If we could see the World the way God sees it, we might see something like this dance concert.  In it, three little girls, all who look quite different from each other, but who obviously have the same teacher, the same desire to dance, and hopefully, the same loving families in the audience; all try to follow the directions of their off-stage director. I am sure when these children got home to their respective families, they all thought they had done a marvelous job creating something beautiful, and that is as it should be, because children do create beautiful things just by their complete joy in the creative process.  But when we grow up and lose our joy in the simple act of creating something for the mere pleasure of creating and sharing, we lose something basic and critical to our humanity, and more importantly to our God-image.

 

This video is a visual parable that I imagine Jesus would love.  One little girl is so terrified she doesn’t dance at all. One little girl has her eyes on the off-stage director but eventually gets distracted looking at the dress of her neighbor and eventually is on the floor crawling around on the dusty stage.  The other little girl, who is black, which in this world still means something, looks back and forth between the off -stage director and her loving father whom you can hear chuckling behind the video camera.  If Jesus were telling stories today, He might substitute this dance parable for His own parable about the seeds sown in different kinds of ground.

 

We have an Off-Stage Director, too.  And when we are children or young in our faith and our innocent hope  is intact in our belief in a Director Who cares; we keep our eyes trustingly focused on the Director of the Dance.  But eventually and tragically, most of us lose that childlike faith in the Off-Stage Director.  We decide the applause really is because we are just so “all that” and fantastic.  Or maybe the applause ends after a while and all we can hear  is the critical and skeptical World judging us.

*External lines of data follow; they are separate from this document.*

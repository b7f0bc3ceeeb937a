pub mod jwt;

pub use jwt::{AuthUser, JwtKeys};

use crate::db::Db;
use crate::error::AppError;
use crate::users::User;

/// Loads the user behind a session token. A token for a deleted user no
/// longer authenticates anyone.
pub async fn current_user(db: &Db, AuthUser(id): AuthUser) -> Result<User, AppError> {
    User::find(db, id)
        .await?
        .ok_or(AppError::Unauthorized("User not found"))
}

So  maybe we stop dancing all together and we figure that the  Great Heavenly Director doesn’t think too much of our dancing abilities either.

 

I am truly – and I say this with much self-love – the world’s worst dancer.  I am the world’s geekiest dancer and I have seen Bill Gates dance, so there you have it.  My children long ago forbade me to dance, so as not to embarrass them, even in the privacy of our own home. I secretly wonder if this why my husband calls me “Chicken” because when I dance I look like a poorly plucked chicken trying to escape the frying pan – and this is not when I am in fact doing that old stand-by, “The Funky Chicken”, that great practical joke of a dance that Rufus Thomas played on unsuspecting “white boys and girls”. (I do happen to do the Funky Chicken pretty well.)

 

When I dance, I look like a cross between a scarecrow in a tornado and a sock puppet of Ichabod Crane on steroids.  The only one who has ever enjoyed dancing with me is my dog, Jolie. And she scratches when she does the waltz so it is always a bit risky on my part to accept her as a partner.  I came of age in the eighties, when music was such that you could pretty much dance like a geek and get away with it. Or so I thought.  Add to that, the fact that I lived in a part of the world where dancing was still frowned on, with people believing that the Devil loved him some Disco for sure.  Take my history into account and I really ought to be able to claim disability payments for what my dance moves have done to my psyche.  Come to think of it, my children have probably already each claimed disability for the trauma that watching me dance has caused them.

 

But as I watch the video-taped children dance, I think about what dancing is really for. Whom is it really for? Last night my husband and I went to a local event that brought back some of the traditions and ideas of American Chautauqua. Many lovely moments were created but one was a time of group line and square dancing – no abilities required other than the desire to have fun dancing and the ability to follow the Caller’s directions. There was also a Chautauqua Campfire Sing-along. Being there made me realize how much we have lost in community  to our individual pursuits and how much we have given up doing things  just for the sheer enjoyment of doing them –no applause, no payment, no fame necessary.

 

What would it take to see each day as a chance to join in the great joy-filled         community-based Dance of Life? No one was ever created to prefer dancing by oneself. What would it take to get back to being able and willing to listen to The Great Caller’s Directions in this Dance of Life? None of us was created to dance without loving Directions.

 

I think about what it would take for some people to get back on the stage and not dance for the applause but to dance for the praise of the Great Off-Stage Director. I think about my years of dancing for the applause that ultimately was never loud enough, never long enough, never enough; and then even more years of my hearing the figurative, metaphoric boos and hisses that my insecure soul feels about all my life’s work – the seeming lack of confirmation of anything well done, the losses, the fears, the mistakes, the egregious sins both large and small.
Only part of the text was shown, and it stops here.